Correct? But if it's not worth the money, why would the customer want to buy it? Because it's cheap? But what are the benefits for the customer? Cheap is no customer benefit. Because if he buys something just because it's cheap, but he really can't use it, then he doesn't get any benefit from it. So it's worthless to him. Worthless because cheap. (tö)
"But that's anything but a bargain!"
"Ultimately, the price decides whether we get together!"
"They are at least 20 percent more expensive than the competition!"
"Now just unpack them all. Then tomorrow we can talk about cheap exhibits."
"A friend paid maybe half for it."
"What is the price if you leave out the" gold-plated "packaging?"
"It's a discontinued model anyway."
"You know as well as I do that after six months the price will drop by half."
"Surely it is much cheaper used, right?"
"You have a business - I have hundreds."
"Now please try again with mental arithmetic."
"Hello? I don't want to buy the whole store right away!"
"Get the boss over for me!"
"What has to happen for you to go down with the price?"
"We'll talk about the maintenance contract tomorrow."
"You are not serious now, are you?"
"I've been shopping with you for so long."
"You want to get a major order from us, don't you?"
"I bet your colleague over there is a lot cheaper."
"You probably don't know what it is, do you?"
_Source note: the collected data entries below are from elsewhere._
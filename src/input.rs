//! Input actions
//!
//! Hosts translate raw keys and window events into [`InputEvent`]s.

use crate::sim::Heading;

/// Abstract input actions the scenes understand
#[derive(Debug, Clone, Copy, PartialEq, Eq, Hash)]
pub enum Action {
    Up,
    Right,
    Down,
    Left,
    /// Leave the start screen
    Confirm,
    /// Play again from the death screen
    Restart,
    /// Exit from the death screen
    Quit,
    /// Window closed; exits from any scene
    Close,
}

impl Action {
    /// Heading for movement actions
    pub fn heading(&self) -> Option<Heading> {
        match self {
            Action::Up => Some(Heading::Up),
            Action::Right => Some(Heading::Right),
            Action::Down => Some(Heading::Down),
            Action::Left => Some(Heading::Left),
            _ => None,
        }
    }
}

/// A press or release of an action
#[derive(Debug, Clone, Copy, PartialEq, Eq)]
pub enum InputEvent {
    Pressed(Action),
    Released(Action),
}

/// Default key bindings, by lowercase key name
pub fn bind_key(key: &str) -> Option<Action> {
    match key.to_lowercase().as_str() {
        "w" | "up" => Some(Action::Up),
        "d" | "right" => Some(Action::Right),
        "s" | "down" => Some(Action::Down),
        "a" | "left" => Some(Action::Left),
        "space" => Some(Action::Confirm),
        "r" => Some(Action::Restart),
        "q" => Some(Action::Quit),
        _ => None,
    }
}
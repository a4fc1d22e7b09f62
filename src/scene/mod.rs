//! Scene state machine
//!
//! Three mutually exclusive scenes: Start → Main → Death → (Main | quit).
//! Scenes never switch themselves; they file requests through a
//! [`SceneContext`] and the [`SceneManager`] applies them at the start of
//! the next frame.

pub mod death;
pub mod main_scene;
pub mod manager;
pub mod start;

use std::fmt;
use std::str::FromStr;

use rand_pcg::Pcg32;
use thiserror::Error;

use crate::audio::{AudioSink, MusicCommand, SoundCue};
use crate::input::InputEvent;
use crate::renderer::RenderSink;
use crate::settings::Settings;
use crate::sim::Score;

pub use death::DeathScene;
pub use main_scene::MainScene;
pub use manager::SceneManager;
pub use start::StartScene;

/// Scene names
#[derive(Debug, Clone, Copy, PartialEq, Eq, Hash, PartialOrd, Ord)]
pub enum SceneId {
    Start,
    Main,
    Death,
}

impl SceneId {
    pub const ALL: [SceneId; 3] = [SceneId::Start, SceneId::Main, SceneId::Death];

    pub fn as_str(&self) -> &'static str {
        match self {
            SceneId::Start => "start",
            SceneId::Main => "main",
            SceneId::Death => "death",
        }
    }

    /// Slot in the manager's scene table
    pub(crate) fn index(&self) -> usize {
        match self {
            SceneId::Start => 0,
            SceneId::Main => 1,
            SceneId::Death => 2,
        }
    }
}

impl fmt::Display for SceneId {
    fn fmt(&self, f: &mut fmt::Formatter<'_>) -> fmt::Result {
        f.write_str(self.as_str())
    }
}

/// A scene name that isn't one of start/main/death
#[derive(Debug, Clone, PartialEq, Eq, Error)]
#[error("unknown scene `{0}`")]
pub struct UnknownScene(pub String);

impl FromStr for SceneId {
    type Err = UnknownScene;

    fn from_str(s: &str) -> Result<Self, Self::Err> {
        SceneId::ALL
            .into_iter()
            .find(|id| id.as_str() == s)
            .ok_or_else(|| UnknownScene(s.to_string()))
    }
}

/// Requests filed by scenes during a frame
#[derive(Debug, Clone, Default, PartialEq, Eq)]
pub struct SceneRequests {
    /// Scene to switch to at the start of the next frame
    pub next: Option<SceneId>,
    /// Rebuild the Main scene before switching
    pub reset_main: bool,
}

/// Everything a scene may touch while handling input or updating
pub struct SceneContext<'a> {
    pub score: &'a mut Score,
    pub rng: &'a mut Pcg32,
    pub settings: &'a Settings,
    pub audio: &'a mut dyn AudioSink,
    /// Clock reading for this frame (seconds)
    pub now: f64,
    requests: &'a mut SceneRequests,
    quit: &'a mut bool,
}

impl SceneContext<'_> {
    pub fn request_transition(&mut self, next: SceneId) {
        self.requests.next = Some(next);
    }

    /// Reset the Main scene and switch to it
    pub fn request_restart(&mut self) {
        self.requests.reset_main = true;
        self.requests.next = Some(SceneId::Main);
    }

    pub fn request_quit(&mut self) {
        if !*self.quit {
            log::info!("Quit requested");
        }
        *self.quit = true;
    }

    pub fn play(&mut self, cue: SoundCue) {
        self.audio.play(cue);
    }

    pub fn music(&mut self, command: MusicCommand) {
        self.audio.music(command);
    }
}

/// One of the three scenes
#[derive(Debug, Clone)]
pub enum Scene {
    Start(StartScene),
    Main(MainScene),
    Death(DeathScene),
}

impl Scene {
    pub fn id(&self) -> SceneId {
        match self {
            Scene::Start(_) => SceneId::Start,
            Scene::Main(_) => SceneId::Main,
            Scene::Death(_) => SceneId::Death,
        }
    }

    /// Called when the scene becomes active
    pub fn enter(&mut self, ctx: &mut SceneContext) {
        match self {
            Scene::Start(_) | Scene::Main(_) => {}
            Scene::Death(scene) => scene.enter(ctx),
        }
    }

    pub fn poll_input(&mut self, events: &[InputEvent], ctx: &mut SceneContext) {
        match self {
            Scene::Start(scene) => scene.poll_input(events, ctx),
            Scene::Main(scene) => scene.poll_input(events, ctx),
            Scene::Death(scene) => scene.poll_input(events, ctx),
        }
    }

    pub fn update(&mut self, ctx: &mut SceneContext) {
        match self {
            Scene::Start(_) | Scene::Death(_) => {}
            Scene::Main(scene) => scene.update(ctx),
        }
    }

    pub fn render(&self, sink: &mut impl RenderSink, score: &Score) {
        match self {
            Scene::Start(scene) => scene.render(sink),
            Scene::Main(scene) => scene.render(sink, score),
            Scene::Death(scene) => scene.render(sink, score),
        }
    }
}

/// Owned backing state for building a [`SceneContext`] in scene tests
#[cfg(test)]
pub(crate) struct TestEnv {
    pub score: Score,
    pub rng: Pcg32,
    pub settings: Settings,
    pub audio: crate::audio::CueRecorder,
    pub requests: SceneRequests,
    pub quit: bool,
}

#[cfg(test)]
impl TestEnv {
    pub fn new() -> Self {
        use rand::SeedableRng;
        Self {
            score: Score::new(),
            rng: Pcg32::seed_from_u64(1234),
            settings: Settings::default(),
            audio: crate::audio::CueRecorder::new(),
            requests: SceneRequests::default(),
            quit: false,
        }
    }

    pub fn ctx(&mut self, now: f64) -> SceneContext<'_> {
        SceneContext {
            score: &mut self.score,
            rng: &mut self.rng,
            settings: &self.settings,
            audio: &mut self.audio,
            now,
            requests: &mut self.requests,
            quit: &mut self.quit,
        }
    }
}
//! Game over screen

use glam::Vec2;

use super::SceneContext;
use crate::audio::{MusicCommand, SoundCue};
use crate::input::{Action, InputEvent};
use crate::renderer::{RenderSink, SpriteId, colors};
use crate::sim::{Score, Text};

const SCORE_POS: Vec2 = Vec2::new(550.0, 100.0);
const HIGH_SCORE_POS: Vec2 = Vec2::new(550.0, 150.0);

#[derive(Debug, Clone)]
pub struct DeathScene {
    prompt: Text,
}

impl Default for DeathScene {
    fn default() -> Self {
        Self::new()
    }
}

impl DeathScene {
    pub fn new() -> Self {
        Self {
            prompt: Text::new(
                300.0,
                500.0,
                "Press R to restart, or Q to exit game.",
                colors::BLOOD,
            ),
        }
    }

    /// Silence the soundtrack and play the death cue
    pub fn enter(&mut self, ctx: &mut SceneContext) {
        ctx.music(MusicCommand::Pause);
        ctx.play(SoundCue::Death);
    }

    pub fn poll_input(&mut self, events: &[InputEvent], ctx: &mut SceneContext) {
        for event in events {
            match event {
                InputEvent::Pressed(Action::Restart) => ctx.request_restart(),
                InputEvent::Pressed(Action::Quit) => ctx.request_quit(),
                _ => {}
            }
        }
    }

    pub fn render(&self, sink: &mut impl RenderSink, score: &Score) {
        sink.clear(colors::BLACK);
        sink.draw_sprite(SpriteId::DeathBackground, Vec2::ZERO, 0.0);
        self.prompt.render(sink);
        let current = format!("Score: {}", score.text());
        let high = format!("Highscore: {}", score.high());
        sink.draw_text(&current, SCORE_POS, colors::WHITE);
        sink.draw_text(&high, HIGH_SCORE_POS, colors::WHITE);
    }
}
"And I always thought you had the best prices around."
"I can go shopping at the pharmacy right away."
"It's not my problem if you shop too dearly!"
"Now don't come back to me with your moon prices!"
"I've never paid for anything like that."
"Why does it cost so much? It all comes from China anyway."
"There must be an easy five percent discount on my sales with you!"
"The price has to be tight if you want to stay in the race."
"I only recommend those who give me a good price."
"You want to do follow-up business with me, don't you?"
"Now just tell me the project price for it."
"For that you earn very well on everything else."
"I've seen it much cheaper on the Internet!"
- "How do you say: A little something is always possible!"
- "Do you want me as a customer or not?"
- "What cheaper alternatives do you have?"
- "In principle, I don't pay anything for service."
- "Hopp or top - I won't pay more."
- "I know full well that you still deserve well there."
- "Let's not talk for a long time: what is your best price?"
- "I'm all ears when it comes to your kindness."
- "You are certainly interested in a long-term cooperation, right?"
- "Please do the math again with a sharp pencil."
- "That is way over my budget."
- "Your offer is far above that of the others."
- "I'm sure that wasn't your last word."
- "It won't work for us if we don't meet you!"
- "Why are you so much more expensive than others?"
- "What does it cost if I buy 300 pieces?" (knowing full well that the need is two pieces)
- "You see, in the end I don't care who I'm buying this from."
- "I can buy that much cheaper elsewhere!"